==== Provided entries

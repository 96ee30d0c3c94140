//! Human-readable labels for events and sub-steps

use crate::dom::element::truncate;
use crate::event::{clipboard, file_op, Event, EventPayload};

/// Shown instead of values typed into password fields
pub const MASK: &str = "********";

const MAX_VALUE_CHARS: usize = 40;

/// Whether typed text must not appear in names or generated code
pub fn is_secret(event: &Event) -> bool {
    match event.payload() {
        EventPayload::TypedText(p) => p.element.as_ref().is_some_and(|e| e.is_password()),
        _ => false,
    }
}

/// Key combination such as `ctrl+shift+Tab`
pub fn key_combo(key: &str, modifiers: &crate::event::Modifiers) -> String {
    let mut parts = modifiers.names();
    parts.push(key);
    parts.join("+")
}

/// Short description of a single event
pub fn event_label(event: &Event) -> String {
    match event.payload() {
        EventPayload::Click(p) => match &p.element {
            Some(element) => format!("Click {}", element.describe()),
            None => format!("Click at ({}, {})", p.x.round() as i64, p.y.round() as i64),
        },
        EventPayload::TypedText(p) => {
            if is_secret(event) {
                format!("Type \"{}\"", MASK)
            } else {
                format!("Type \"{}\"", truncate(&p.text, MAX_VALUE_CHARS))
            }
        }
        EventPayload::Navigation(p) => format!("Navigate to {}", p.url),
        EventPayload::Keystroke(p) => format!("Press {}", key_combo(&p.key, &p.modifiers)),
        EventPayload::ClipboardCopy(p) => format!("Copy {}", p.data_type),
        EventPayload::FileOp(p) => {
            let name = if p.file_name.is_empty() { p.effective_path() } else { p.file_name.as_str() };
            format!("{} file {}", file_op::verb(p.op), name)
        }
    }
}

/// Name for a group of events: the first meaningful event, keystrokes only as a last resort
pub fn step_name(events: &[&Event]) -> String {
    events
        .iter()
        .find(|e| !matches!(e.payload(), EventPayload::Keystroke(_)))
        .or_else(|| events.first())
        .map(|e| event_label(e))
        .unwrap_or_else(|| "Empty step".to_string())
}

/// Clipboard preview used in comments
pub fn clipboard_preview(event: &Event) -> Option<String> {
    match event.payload() {
        EventPayload::ClipboardCopy(p) => Some(clipboard::label(p)),
        _ => None,
    }
}

#[cfg(test)]
mod tests {
    use super::*;
    use crate::dom::ElementSnapshot;
    use crate::event::Modifiers;

    #[test]
    fn test_labels() {
        let click = Event::click(1, 10.0, 20.0, Some(ElementSnapshot::new("button").with_text("Save")));
        assert_eq!(event_label(&click), "Click \"Save\"");

        let bare = Event::click(1, 10.4, 20.6, None);
        assert_eq!(event_label(&bare), "Click at (10, 21)");

        let nav = Event::navigation(1, "https://example.com");
        assert_eq!(event_label(&nav), "Navigate to https://example.com");

        let key = Event::keystroke(1, "s", Modifiers { ctrl: true, ..Default::default() });
        assert_eq!(event_label(&key), "Press ctrl+s");
    }

    #[test]
    fn test_password_masked() {
        let field = ElementSnapshot::new("input").with_attribute("type", "password");
        let typed = Event::typed_text(1, "hunter2", Some(field));
        assert!(is_secret(&typed));
        assert_eq!(event_label(&typed), "Type \"********\"");
    }

    #[test]
    fn test_step_name_skips_keystrokes() {
        let enter = Event::keystroke(1, "Enter", Modifiers::default());
        let typed = Event::typed_text(2, "Acme Corp", None);
        assert_eq!(step_name(&[&enter, &typed]), "Type \"Acme Corp\"");
        assert_eq!(step_name(&[&enter]), "Press Enter");
        assert_eq!(step_name(&[]), "Empty step");
    }
}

========

* **What is expected**
The answer should consist of the lines from the first line of the entries through the line with "pub fn is_secret(event: &Event)", copied exactly.

* **Completed exercise**
repository 96ee30d0c3c94140
//! Human-readable labels for events and sub-steps

use crate::dom::element::truncate;
use crate::event::{clipboard, file_op, Event, EventPayload};

/// Shown instead of values typed into password fields
pub const MASK: &str = "********";

const MAX_VALUE_CHARS: usize = 40;

/// Whether typed text must not appear in names or generated code
pub fn is_secret(event: &Event) -> bool {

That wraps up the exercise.